EXERCISE> Lines to return, exactly: from the line with "pub trait FromValue: Sized" to the line with "impl<T: FromValue> FromValue" in the entries below, both included.

Top of INPUT MATERIAL

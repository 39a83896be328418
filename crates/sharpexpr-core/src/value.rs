//! Runtime values.
//!
//! [`Value`] is what literals carry into the AST and what evaluation produces.
//! Scalars are stored unboxed; host objects are reference-counted and compared
//! by identity.

use std::any::Any;
use std::fmt;
use std::sync::Arc;

use rust_decimal::Decimal;

use crate::{DataType, PrimitiveKind, RuntimeError, TypeHash};

#[derive(Clone)]
pub enum Value {
    Null,
    Bool(bool),
    Char(char),
    Int8(i8),
    UInt8(u8),
    Int16(i16),
    UInt16(u16),
    Int32(i32),
    UInt32(u32),
    Int64(i64),
    UInt64(u64),
    Float(f32),
    Double(f64),
    Decimal(Decimal),
    String(Arc<str>),
    /// Enum value stored as the raw bits of its underlying integer.
    Enum { type_hash: TypeHash, bits: i64 },
    Array(ArrayValue),
    Object(ObjectRef),
    Delegate(DelegateRef),
}

impl Value {
    pub fn string(s: impl Into<Arc<str>>) -> Self {
        Value::String(s.into())
    }

    pub fn is_null(&self) -> bool {
        matches!(self, Value::Null)
    }

    /// The runtime type of this value. `null` reports `object`.
    pub fn data_type(&self) -> DataType {
        match self {
            Value::Null => DataType::object(),
            Value::String(_) => DataType::string(),
            Value::Enum { type_hash, .. } => DataType::simple(*type_hash),
            Value::Array(array) => array.element.array_of(),
            Value::Object(obj) => DataType::simple(obj.type_hash),
            Value::Delegate(d) => DataType::simple(d.type_hash),
            other => match other.primitive_kind() {
                Some(kind) => DataType::primitive(kind),
                None => DataType::object(),
            },
        }
    }

    pub fn primitive_kind(&self) -> Option<PrimitiveKind> {
        Some(match self {
            Value::Bool(_) => PrimitiveKind::Bool,
            Value::Char(_) => PrimitiveKind::Char,
            Value::Int8(_) => PrimitiveKind::Int8,
            Value::UInt8(_) => PrimitiveKind::UInt8,
            Value::Int16(_) => PrimitiveKind::Int16,
            Value::UInt16(_) => PrimitiveKind::UInt16,
            Value::Int32(_) => PrimitiveKind::Int32,
            Value::UInt32(_) => PrimitiveKind::UInt32,
            Value::Int64(_) => PrimitiveKind::Int64,
            Value::UInt64(_) => PrimitiveKind::UInt64,
            Value::Float(_) => PrimitiveKind::Float,
            Value::Double(_) => PrimitiveKind::Double,
            Value::Decimal(_) => PrimitiveKind::Decimal,
            _ => return None,
        })
    }

    /// Short description used in diagnostics.
    pub fn kind_name(&self) -> &'static str {
        match self {
            Value::Null => "null",
            Value::String(_) => "String",
            Value::Enum { .. } => "Enum",
            Value::Array(_) => "Array",
            Value::Object(_) => "Object",
            Value::Delegate(_) => "Delegate",
            other => other.primitive_kind().map_or("Object", PrimitiveKind::name),
        }
    }

    pub fn as_bool(&self) -> Option<bool> {
        match self {
            Value::Bool(b) => Some(*b),
            _ => None,
        }
    }

    pub fn as_str(&self) -> Option<&str> {
        match self {
            Value::String(s) => Some(s),
            _ => None,
        }
    }

    pub fn as_i32(&self) -> Option<i32> {
        match self {
            Value::Int32(v) => Some(*v),
            _ => None,
        }
    }

    pub fn as_f64(&self) -> Option<f64> {
        match self {
            Value::Double(v) => Some(*v),
            _ => None,
        }
    }

    /// Integral value widened to `i128`, including chars and enums.
    pub fn as_integer(&self) -> Option<i128> {
        Some(match self {
            Value::Char(c) => *c as u32 as i128,
            Value::Int8(v) => *v as i128,
            Value::UInt8(v) => *v as i128,
            Value::Int16(v) => *v as i128,
            Value::UInt16(v) => *v as i128,
            Value::Int32(v) => *v as i128,
            Value::UInt32(v) => *v as i128,
            Value::Int64(v) => *v as i128,
            Value::UInt64(v) => *v as i128,
            Value::Enum { bits, .. } => *bits as i128,
            _ => return None,
        })
    }

    pub fn as_array(&self) -> Option<&ArrayValue> {
        match self {
            Value::Array(a) => Some(a),
            _ => None,
        }
    }

    pub fn as_object(&self) -> Option<&ObjectRef> {
        match self {
            Value::Object(o) => Some(o),
            _ => None,
        }
    }
}

impl PartialEq for Value {
    fn eq(&self, other: &Self) -> bool {
        match (self, other) {
            (Value::Null, Value::Null) => true,
            (Value::Bool(a), Value::Bool(b)) => a == b,
            (Value::Char(a), Value::Char(b)) => a == b,
            (Value::Int8(a), Value::Int8(b)) => a == b,
            (Value::UInt8(a), Value::UInt8(b)) => a == b,
            (Value::Int16(a), Value::Int16(b)) => a == b,
            (Value::UInt16(a), Value::UInt16(b)) => a == b,
            (Value::Int32(a), Value::Int32(b)) => a == b,
            (Value::UInt32(a), Value::UInt32(b)) => a == b,
            (Value::Int64(a), Value::Int64(b)) => a == b,
            (Value::UInt64(a), Value::UInt64(b)) => a == b,
            (Value::Float(a), Value::Float(b)) => a == b,
            (Value::Double(a), Value::Double(b)) => a == b,
            (Value::Decimal(a), Value::Decimal(b)) => a == b,
            (Value::String(a), Value::String(b)) => a == b,
            (
                Value::Enum { type_hash: ta, bits: a },
                Value::Enum { type_hash: tb, bits: b },
            ) => ta == tb && a == b,
            (Value::Array(a), Value::Array(b)) => Arc::ptr_eq(&a.items, &b.items),
            (Value::Object(a), Value::Object(b)) => a.value_eq(b),
            (Value::Delegate(a), Value::Delegate(b)) => Arc::ptr_eq(&a.body, &b.body),
            _ => false,
        }
    }
}

impl fmt::Debug for Value {
    fn fmt(&self, f: &mut fmt::Formatter<'_>) -> fmt::Result {
        match self {
            Value::Null => write!(f, "Null"),
            Value::Bool(v) => write!(f, "Bool({v})"),
            Value::Char(v) => write!(f, "Char({v:?})"),
            Value::Int8(v) => write!(f, "Int8({v})"),
            Value::UInt8(v) => write!(f, "UInt8({v})"),
            Value::Int16(v) => write!(f, "Int16({v})"),
            Value::UInt16(v) => write!(f, "UInt16({v})"),
            Value::Int32(v) => write!(f, "Int32({v})"),
            Value::UInt32(v) => write!(f, "UInt32({v})"),
            Value::Int64(v) => write!(f, "Int64({v})"),
            Value::UInt64(v) => write!(f, "UInt64({v})"),
            Value::Float(v) => write!(f, "Float({v:?})"),
            Value::Double(v) => write!(f, "Double({v:?})"),
            Value::Decimal(v) => write!(f, "Decimal({v})"),
            Value::String(v) => write!(f, "String({v:?})"),
            Value::Enum { type_hash, bits } => write!(f, "Enum({type_hash:?}, {bits})"),
            Value::Array(a) => f.debug_list().entries(a.items.iter()).finish(),
            Value::Object(o) => write!(f, "Object({:?})", o.type_hash),
            Value::Delegate(d) => write!(f, "Delegate({:?})", d.type_hash),
        }
    }
}

/// Invariant-culture text form, as produced by `ToString()`.
impl fmt::Display for Value {
    fn fmt(&self, f: &mut fmt::Formatter<'_>) -> fmt::Result {
        match self {
            Value::Null => Ok(()),
            Value::Bool(true) => write!(f, "True"),
            Value::Bool(false) => write!(f, "False"),
            Value::Char(v) => write!(f, "{v}"),
            Value::Int8(v) => write!(f, "{v}"),
            Value::UInt8(v) => write!(f, "{v}"),
            Value::Int16(v) => write!(f, "{v}"),
            Value::UInt16(v) => write!(f, "{v}"),
            Value::Int32(v) => write!(f, "{v}"),
            Value::UInt32(v) => write!(f, "{v}"),
            Value::Int64(v) => write!(f, "{v}"),
            Value::UInt64(v) => write!(f, "{v}"),
            Value::Float(v) => write!(f, "{v}"),
            Value::Double(v) => write!(f, "{v}"),
            Value::Decimal(v) => write!(f, "{v}"),
            Value::String(v) => write!(f, "{v}"),
            Value::Enum { bits, .. } => write!(f, "{bits}"),
            Value::Array(_) => write!(f, "System.Array"),
            Value::Object(o) => write!(f, "{o}"),
            Value::Delegate(_) => write!(f, "System.Delegate"),
        }
    }
}

// ============================================================================
// Reference payloads
// ============================================================================

/// A one-dimensional array; jagged arrays nest these.
#[derive(Clone)]
pub struct ArrayValue {
    pub element: DataType,
    pub items: Arc<[Value]>,
}

impl ArrayValue {
    pub fn new(element: DataType, items: Vec<Value>) -> Self {
        Self {
            element,
            items: items.into(),
        }
    }

    pub fn len(&self) -> usize {
        self.items.len()
    }

    pub fn is_empty(&self) -> bool {
        self.items.is_empty()
    }

    pub fn get(&self, index: i64) -> Option<&Value> {
        usize::try_from(index).ok().and_then(|i| self.items.get(i))
    }
}

type Payload = dyn Any + Send + Sync;
type FmtFn = fn(&Payload, &mut fmt::Formatter<'_>) -> fmt::Result;
type EqFn = fn(&Payload, &Payload) -> bool;

fn fmt_payload<T: Any + fmt::Display>(payload: &Payload, f: &mut fmt::Formatter<'_>) -> fmt::Result {
    match payload.downcast_ref::<T>() {
        Some(value) => value.fmt(f),
        None => Ok(()),
    }
}

fn eq_payload<T: Any + PartialEq>(a: &Payload, b: &Payload) -> bool {
    matches!((a.downcast_ref::<T>(), b.downcast_ref::<T>()), (Some(a), Some(b)) if a == b)
}

/// A host object exposed to expressions.
///
/// Objects built with [`ObjectRef::new`] compare by identity. Objects built
/// with [`ObjectRef::value`] compare and print through their payload, which
/// is how library structs like `TimeSpan` behave.
#[derive(Clone)]
pub struct ObjectRef {
    type_hash: TypeHash,
    inner: Arc<Payload>,
    fmt: Option<FmtFn>,
    eq: Option<EqFn>,
}

impl ObjectRef {
    pub fn new<T: Any + Send + Sync>(type_hash: TypeHash, value: T) -> Self {
        Self {
            type_hash,
            inner: Arc::new(value),
            fmt: None,
            eq: None,
        }
    }

    pub fn value<T>(type_hash: TypeHash, value: T) -> Self
    where
        T: Any + Send + Sync + fmt::Display + PartialEq,
    {
        Self {
            type_hash,
            inner: Arc::new(value),
            fmt: Some(fmt_payload::<T>),
            eq: Some(eq_payload::<T>),
        }
    }

    pub fn type_hash(&self) -> TypeHash {
        self.type_hash
    }

    pub fn downcast_ref<T: Any>(&self) -> Option<&T> {
        self.inner.downcast_ref::<T>()
    }

    pub fn ptr_eq(&self, other: &ObjectRef) -> bool {
        Arc::ptr_eq(&self.inner, &other.inner)
    }

    /// Payload equality for value objects, identity otherwise.
    pub fn value_eq(&self, other: &ObjectRef) -> bool {
        match self.eq {
            Some(eq) if self.type_hash == other.type_hash => eq(&*self.inner, &*other.inner),
            _ => self.ptr_eq(other),
        }
    }
}

impl fmt::Display for ObjectRef {
    fn fmt(&self, f: &mut fmt::Formatter<'_>) -> fmt::Result {
        match self.fmt {
            Some(fmt) => fmt(&*self.inner, f),
            None => write!(f, "System.Object"),
        }
    }
}

type DelegateBody = dyn Fn(&[Value]) -> Result<Value, RuntimeError> + Send + Sync;

/// A callable value of some delegate type.
#[derive(Clone)]
pub struct DelegateRef {
    pub type_hash: TypeHash,
    body: Arc<DelegateBody>,
}

impl DelegateRef {
    pub fn new<F>(type_hash: TypeHash, body: F) -> Self
    where
        F: Fn(&[Value]) -> Result<Value, RuntimeError> + Send + Sync + 'static,
    {
        Self {
            type_hash,
            body: Arc::new(body),
        }
    }

    pub fn invoke(&self, args: &[Value]) -> Result<Value, RuntimeError> {
        (self.body)(args)
    }
}

// ============================================================================
// Conversions to and from host types
// ============================================================================

/// Extraction of a host value from a [`Value`] argument.
pub trait FromValue: Sized {
    /// Type name reported when extraction fails.
    const EXPECTED: &'static str;

    fn from_value(value: &Value) -> Option<Self>;
}

/// Extract argument `index` for a native function.
pub fn arg<T: FromValue>(args: &[Value], index: usize) -> Result<T, RuntimeError> {
    let value = args.get(index).unwrap_or(&Value::Null);
    T::from_value(value).ok_or_else(|| RuntimeError::ArgumentType {
        index,
        expected: T::EXPECTED,
        found: value.kind_name().to_string(),
    })
}

macro_rules! scalar_value {
    ($($ty:ty => $variant:ident, $name:literal;)*) => {$(
        impl From<$ty> for Value {
            fn from(v: $ty) -> Self {
                Value::$variant(v)
            }
        }

        impl FromValue for $ty {
            const EXPECTED: &'static str = $name;

            fn from_value(value: &Value) -> Option<Self> {
                match value {
                    Value::$variant(v) => Some(*v),
                    _ => None,
                }
            }
        }
    )*};
}

scalar_value! {
    bool => Bool, "Boolean";
    char => Char, "Char";
    i8 => Int8, "SByte";
    u8 => UInt8, "Byte";
    i16 => Int16, "Int16";
    u16 => UInt16, "UInt16";
    i32 => Int32, "Int32";
    u32 => UInt32, "UInt32";
    i64 => Int64, "Int64";
    u64 => UInt64, "UInt64";
    f32 => Float, "Single";
    f64 => Double, "Double";
    Decimal => Decimal, "Decimal";
}

impl From<&str> for Value {
    fn from(v: &str) -> Self {
        Value::String(v.into())
    }
}

impl From<String> for Value {
    fn from(v: String) -> Self {
        Value::String(v.into())
    }
}

impl From<Arc<str>> for Value {
    fn from(v: Arc<str>) -> Self {
        Value::String(v)
    }
}

impl<T: Into<Value>> From<Option<T>> for Value {
    fn from(v: Option<T>) -> Self {
        v.map_or(Value::Null, Into::into)
    }
}

impl FromValue for Arc<str> {
    const EXPECTED: &'static str = "String";

    fn from_value(value: &Value) -> Option<Self> {
        match value {
            Value::String(s) => Some(s.clone()),
            _ => None,
        }
    }
}

/// `null` is accepted and maps to `None`.
impl<T: FromValue> FromValue for Option<T> {
    const EXPECTED: &'static str = T::EXPECTED;

    fn from_value(value: &Value) -> Option<Self> {
        match value {
            Value::Null => Some(None),
            other => T::from_value(other).map(Some),
        }
    }
}

impl FromValue for Value {
    const EXPECTED: &'static str = "Object";

    fn from_value(value: &Value) -> Option<Self> {
        Some(value.clone())
    }
}

impl FromValue for ArrayValue {
    const EXPECTED: &'static str = "Array";

    fn from_value(value: &Value) -> Option<Self> {
        value.as_array().cloned()
    }
}

impl From<ArrayValue> for Value {
    fn from(v: ArrayValue) -> Self {
        Value::Array(v)
    }
}

impl From<ObjectRef> for Value {
    fn from(v: ObjectRef) -> Self {
        Value::Object(v)
    }
}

Bottom of INPUT MATERIAL

COMPLETED TASK>
pub trait FromValue: Sized {
    /// Type name reported when extraction fails.
    const EXPECTED: &'static str;

    fn from_value(value: &Value) -> Option<Self>;
}

/// Extract argument `index` for a native function.
pub fn arg<T: FromValue>(args: &[Value], index: usize) -> Result<T, RuntimeError> {
    let value = args.get(index).unwrap_or(&Value::Null);
    T::from_value(value).ok_or_else(|| RuntimeError::ArgumentType {
        index,
        expected: T::EXPECTED,
        found: value.kind_name().to_string(),
    })
}

macro_rules! scalar_value {
    ($($ty:ty => $variant:ident, $name:literal;)*) => {$(
        impl From<$ty> for Value {
            fn from(v: $ty) -> Self {
                Value::$variant(v)
            }
        }

        impl FromValue for $ty {
            const EXPECTED: &'static str = $name;

            fn from_value(value: &Value) -> Option<Self> {
                match value {
                    Value::$variant(v) => Some(*v),
                    _ => None,
                }
            }
        }
    )*};
}

scalar_value! {
    bool => Bool, "Boolean";
    char => Char, "Char";
    i8 => Int8, "SByte";
    u8 => UInt8, "Byte";
    i16 => Int16, "Int16";
    u16 => UInt16, "UInt16";
    i32 => Int32, "Int32";
    u32 => UInt32, "UInt32";
    i64 => Int64, "Int64";
    u64 => UInt64, "UInt64";
    f32 => Float, "Single";
    f64 => Double, "Double";
    Decimal => Decimal, "Decimal";
}

impl From<&str> for Value {
    fn from(v: &str) -> Self {
        Value::String(v.into())
    }
}

impl From<String> for Value {
    fn from(v: String) -> Self {
        Value::String(v.into())
    }
}

impl From<Arc<str>> for Value {
    fn from(v: Arc<str>) -> Self {
        Value::String(v)
    }
}

impl<T: Into<Value>> From<Option<T>> for Value {
    fn from(v: Option<T>) -> Self {
        v.map_or(Value::Null, Into::into)
    }
}

impl FromValue for Arc<str> {
    const EXPECTED: &'static str = "String";

    fn from_value(value: &Value) -> Option<Self> {
        match value {
            Value::String(s) => Some(s.clone()),
            _ => None,
        }
    }
}

/// `null` is accepted and maps to `None`.
impl<T: FromValue> FromValue for Option<T> {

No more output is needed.